*TASK PROMPT:* Retype each line exactly as it stands, beginning at the first line of the material and finishing with the line that contains "in writing, software".

*DATA EXCERPTS:*

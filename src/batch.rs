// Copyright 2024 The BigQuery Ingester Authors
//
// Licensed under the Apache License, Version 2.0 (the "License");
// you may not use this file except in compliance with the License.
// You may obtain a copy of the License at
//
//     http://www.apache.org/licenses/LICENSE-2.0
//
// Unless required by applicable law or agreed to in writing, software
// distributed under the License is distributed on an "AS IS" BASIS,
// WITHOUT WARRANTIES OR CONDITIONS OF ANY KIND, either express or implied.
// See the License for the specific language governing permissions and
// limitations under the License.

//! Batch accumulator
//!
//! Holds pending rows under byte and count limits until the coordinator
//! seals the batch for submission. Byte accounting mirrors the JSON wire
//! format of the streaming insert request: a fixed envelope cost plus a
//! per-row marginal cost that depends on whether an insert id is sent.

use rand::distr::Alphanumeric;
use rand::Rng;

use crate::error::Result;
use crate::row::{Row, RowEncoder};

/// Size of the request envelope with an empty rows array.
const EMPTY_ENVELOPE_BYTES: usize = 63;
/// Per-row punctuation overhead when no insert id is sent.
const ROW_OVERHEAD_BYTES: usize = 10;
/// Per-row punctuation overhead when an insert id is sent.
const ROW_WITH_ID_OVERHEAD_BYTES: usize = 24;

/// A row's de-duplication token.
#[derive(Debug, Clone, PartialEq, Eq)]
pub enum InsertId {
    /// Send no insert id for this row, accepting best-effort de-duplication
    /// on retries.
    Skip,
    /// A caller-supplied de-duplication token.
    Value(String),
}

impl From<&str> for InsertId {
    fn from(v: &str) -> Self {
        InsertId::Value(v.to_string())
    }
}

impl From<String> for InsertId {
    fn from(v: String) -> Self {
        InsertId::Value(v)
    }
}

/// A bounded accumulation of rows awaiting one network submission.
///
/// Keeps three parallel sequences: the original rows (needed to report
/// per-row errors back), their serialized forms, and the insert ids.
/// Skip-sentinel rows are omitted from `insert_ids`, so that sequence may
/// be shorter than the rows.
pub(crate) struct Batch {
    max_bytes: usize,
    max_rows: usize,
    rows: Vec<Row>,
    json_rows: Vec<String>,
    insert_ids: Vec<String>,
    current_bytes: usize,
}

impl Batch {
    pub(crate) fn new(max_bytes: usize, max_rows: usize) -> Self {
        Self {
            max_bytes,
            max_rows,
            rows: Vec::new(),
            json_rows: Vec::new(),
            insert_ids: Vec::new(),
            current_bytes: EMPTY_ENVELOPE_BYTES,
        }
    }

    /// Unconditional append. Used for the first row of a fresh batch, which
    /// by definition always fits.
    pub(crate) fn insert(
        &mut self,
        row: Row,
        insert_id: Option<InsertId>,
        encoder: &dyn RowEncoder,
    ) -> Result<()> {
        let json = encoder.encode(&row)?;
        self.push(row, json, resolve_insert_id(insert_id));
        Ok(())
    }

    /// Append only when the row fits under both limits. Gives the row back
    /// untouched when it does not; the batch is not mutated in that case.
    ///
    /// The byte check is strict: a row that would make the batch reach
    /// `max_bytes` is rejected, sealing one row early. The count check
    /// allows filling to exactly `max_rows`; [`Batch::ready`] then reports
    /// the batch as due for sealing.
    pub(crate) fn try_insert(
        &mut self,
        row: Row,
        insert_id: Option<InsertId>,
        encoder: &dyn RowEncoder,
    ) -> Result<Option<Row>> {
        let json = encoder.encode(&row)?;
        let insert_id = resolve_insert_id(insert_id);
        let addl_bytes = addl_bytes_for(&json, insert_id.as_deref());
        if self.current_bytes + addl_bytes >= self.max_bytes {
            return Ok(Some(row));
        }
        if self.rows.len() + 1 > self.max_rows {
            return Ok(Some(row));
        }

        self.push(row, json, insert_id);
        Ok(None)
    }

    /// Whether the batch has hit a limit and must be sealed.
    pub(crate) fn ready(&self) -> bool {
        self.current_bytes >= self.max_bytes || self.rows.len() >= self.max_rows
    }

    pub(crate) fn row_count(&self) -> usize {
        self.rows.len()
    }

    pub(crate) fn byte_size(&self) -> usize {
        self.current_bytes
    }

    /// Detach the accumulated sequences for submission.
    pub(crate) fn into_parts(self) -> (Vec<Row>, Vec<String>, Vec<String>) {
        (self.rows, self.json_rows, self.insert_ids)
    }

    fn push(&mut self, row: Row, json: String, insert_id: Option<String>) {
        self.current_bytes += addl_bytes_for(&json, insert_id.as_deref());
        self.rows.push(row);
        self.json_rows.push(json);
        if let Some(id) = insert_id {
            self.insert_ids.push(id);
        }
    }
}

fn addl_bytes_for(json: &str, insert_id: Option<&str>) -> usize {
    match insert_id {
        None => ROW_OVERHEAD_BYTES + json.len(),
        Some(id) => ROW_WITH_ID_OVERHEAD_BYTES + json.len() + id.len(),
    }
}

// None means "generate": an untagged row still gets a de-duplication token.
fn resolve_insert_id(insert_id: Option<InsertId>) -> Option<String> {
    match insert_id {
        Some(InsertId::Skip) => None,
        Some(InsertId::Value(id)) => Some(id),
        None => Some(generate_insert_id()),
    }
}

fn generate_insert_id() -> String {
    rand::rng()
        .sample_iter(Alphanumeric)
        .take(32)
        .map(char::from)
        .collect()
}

*RESULT OF THE EXERCISE:*
filename src/batch.rs
// Copyright 2024 The BigQuery Ingester Authors
//
// Licensed under the Apache License, Version 2.0 (the "License");
// you may not use this file except in compliance with the License.
// You may obtain a copy of the License at
//
//     http://www.apache.org/licenses/LICENSE-2.0
//
// Unless required by applicable law or agreed to in writing, software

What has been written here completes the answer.